Rohullah is one of about 650prisoners held at a prison at U.S. Bagram Air Base in Afghanistan. An estimated 14,000 are being held without charge by the U.S. worldwide.
On behalf of Rohullah and another Afghan prisoner at Bagram, Foster filed suit seeking their release last November, asserting that they were being held without justification.
The two "are not, nor have they ever been, enemy aliens, lawful or unlawful belligerents, or combatants of any kind under any definition adopted by" the U.S. in any civil or military proceeding, according to the suit. The duo had no involvement in the Sept. 11, 2001, terrorist attacks or the armed conflict that ensued afterward in Afghanistan and neither is a member of the Taliban, according to the lawsuit.
In August, Foster and attorney Eric Lewis asked Kessler to order the government to provide 30 days' notice of any transfer of Rohullah.
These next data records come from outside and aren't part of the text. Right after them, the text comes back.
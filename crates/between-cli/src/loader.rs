//! Graph file loading.
//!
//! A graph file lists vertex identifiers and edges, in JSON or TOML:
//!
//! ```json
//! { "name": "sample", "vertices": [1, 2, 3], "edges": [[1, 2], [2, 3]] }
//! ```
//!
//! ```toml
//! name = "sample"
//! vertices = [1, 2, 3]
//! edges = [[1, 2], [2, 3]]
//! ```
//!
//! The format follows the file extension (`.toml`, otherwise JSON). A path
//! of `-` reads JSON from stdin.

use std::io::Read;
use std::path::Path;

use anyhow::{Context, Result};
use between_core::{UndirectedGraph, VertexId};
use serde::Deserialize;
use tracing::{debug, instrument};

#[derive(Debug, Clone, PartialEq, Eq, Deserialize)]
#[serde(deny_unknown_fields)]
pub struct GraphFile {
    #[serde(default)]
    pub name: Option<String>,
    pub vertices: Vec<VertexId>,
    #[serde(default)]
    pub edges: Vec<(VertexId, VertexId)>,
}

#[derive(Debug, Clone, Copy, PartialEq, Eq)]
enum Format {
    Json,
    Toml,
}

impl Format {
    fn of(path: &Path) -> Self {
        match path.extension().and_then(|ext| ext.to_str()) {
            Some(ext) if ext.eq_ignore_ascii_case("toml") => Self::Toml,
            _ => Self::Json,
        }
    }
}

impl GraphFile {
    /// Parse `content` in the given format.
    fn parse(content: &str, format: Format) -> Result<Self> {
        match format {
            Format::Json => serde_json::from_str(content).context("invalid JSON graph file"),
            Format::Toml => toml::from_str(content).context("invalid TOML graph file"),
        }
    }

    /// Validate and build the graph.
    ///
    /// # Errors
    ///
    /// Any construction error from [`UndirectedGraph::new`].
    pub fn build(&self) -> Result<UndirectedGraph, between_core::GraphError> {
        UndirectedGraph::new(&self.vertices, &self.edges)
    }
}

/// Read and parse a graph file without building it.
#[instrument]
pub fn read_graph_file(path: &Path) -> Result<GraphFile> {
    let (content, format) = if path.as_os_str() == "-" {
        let mut buf = String::new();
        std::io::stdin()
            .read_to_string(&mut buf)
            .context("Failed to read graph from stdin")?;
        (buf, Format::Json)
    } else {
        let content = std::fs::read_to_string(path)
            .with_context(|| format!("Failed to read {}", path.display()))?;
        (content, Format::of(path))
    };

    let file = GraphFile::parse(&content, format)
        .with_context(|| format!("Failed to parse {}", path.display()))?;
    debug!(
        vertices = file.vertices.len(),
        edges = file.edges.len(),
        name = file.name.as_deref().unwrap_or(""),
        "graph file parsed"
    );
    Ok(file)
}

/// Read, parse and validate a graph file.
pub fn load_graph(path: &Path) -> Result<(GraphFile, UndirectedGraph)> {
    let file = read_graph_file(path)?;
    let graph = file
        .build()
        .with_context(|| format!("Invalid graph in {}", path.display()))?;
    Ok((file, graph))
}

#[cfg(test)]
mod tests {
    use super::*;
    use between_core::GraphError;

    #[test]
    fn parses_json() {
        let file = GraphFile::parse(
            r#"{"name": "tri", "vertices": [1, 2, 3], "edges": [[1, 2], [2, 3], [3, 1]]}"#,
            Format::Json,
        )
        .expect("valid json");
        assert_eq!(file.name.as_deref(), Some("tri"));
        assert_eq!(file.edges, vec![(1, 2), (2, 3), (3, 1)]);
        assert_eq!(file.build().expect("valid").edge_count(), 3);
    }

    #[test]
    fn parses_toml_without_edges() {
        let file = GraphFile::parse("vertices = [4, 5]\n", Format::Toml).expect("valid toml");
        assert_eq!(file.name, None);
        assert!(file.edges.is_empty());
    }

    #[test]
    fn rejects_unknown_fields() {
        assert!(GraphFile::parse(r#"{"vertices": [], "weights": []}"#, Format::Json).is_err());
    }

    #[test]
    fn format_follows_extension() {
        assert_eq!(Format::of(Path::new("g.toml")), Format::Toml);
        assert_eq!(Format::of(Path::new("g.TOML")), Format::Toml);
        assert_eq!(Format::of(Path::new("g.json")), Format::Json);
        assert_eq!(Format::of(Path::new("graph")), Format::Json);
    }

    #[test]
    fn load_surfaces_validation_error() {
        let dir = tempfile::tempdir().expect("tempdir");
        let path = dir.path().join("bad.json");
        std::fs::write(&path, r#"{"vertices": [1, 2], "edges": [[1, 3]]}"#).expect("write");

        let err = load_graph(&path).expect_err("unknown endpoint");
        let graph_err = err.downcast_ref::<GraphError>().expect("graph error in chain");
        assert!(graph_err.is_validation());
    }

    #[test]
    fn missing_file_is_an_error() {
        assert!(read_graph_file(Path::new("/nonexistent/graph.json")).is_err());
    }
}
They said that the second man was transferred on June 19 "to the purported custody of the Afghan government," and that the Defense Department asserted that as a consequence it had relinquished "all legal and physical custody of him," thereby depriving any U.S. court of jurisdiction.
However, the attorneys asserted, the man was being held in the national security wing of Pul-i-Charki prison east of Kabul, Afghanistan, which is under the control of the U.S. military.
In light of the transfer of 56 prisoners from Bagram to Pul-i-Charki since the special wing opened in April, attorneys Lewis and Foster contended, Rohullah was "at significant risk of being transferred to [Pul-i-Charki prison] and the nominal custody of the Afghan government."
The attorneys asserted that if he were transferred, Defense Department lawyers would contend that he was beyond the jurisdiction of any U.S. court and that he might be tortured if transferred.
Justice Department attorney Jean Lin countered that the court had no jurisdiction to grant the motion. She said it would be an "extraordinary and drastic remedy," which would bar the executive branch "from acting in spheres in which it has been vested by the Constitution to act."
In effect, Lin said, Rohullah's attorneys were asking Kessler "to interfere directly with the executive's conduct of war-making and foreign policy."
Kessler disagreed, finding that she had jurisdiction. She said a transfer could have a significant impact on Rohullah's legal rights and that evidence had been presented "that he would face a serious threat of torture in [Pul-i-Charki]."
Earlier this year, in a case filed on behalf of Lakhdar Boumediene, a prisoner at the Guantanamo Bay Naval Station in Cuba, the U.S. Court of Appeals in the District of Columbia ruled that aliens captured or detained by the United States outside of the U.S. do not have a right to challenge their detentions via habeas corpus petitions.
But on June 29, the Supreme Court granted review of that case, and Kessler cited the Supreme Court order in her ruling.
"The resolution of that question is likely to directly affect the outcome" of Rohullah's case, Kessler wrote. "Although the agreement of five justices" to hear the Boumediene case "certainly does not predict the outcome on the merits, it does demonstrate the Supreme Court's recognition of the importance of the case," Kessler wrote.
There is now "a deep shadow of uncertainty over" the decision holding that U.S. courts had no jurisdiction over cases like this one, Kessler wrote.
She also said the government had overstated the amount of relief Rohullah was seeking. "He requests only an order requiring" the Department of Defense to provide notice of a potential transfer -- not an order barring transfer -- pending the outcome of the Supreme Court decision in Boumediene.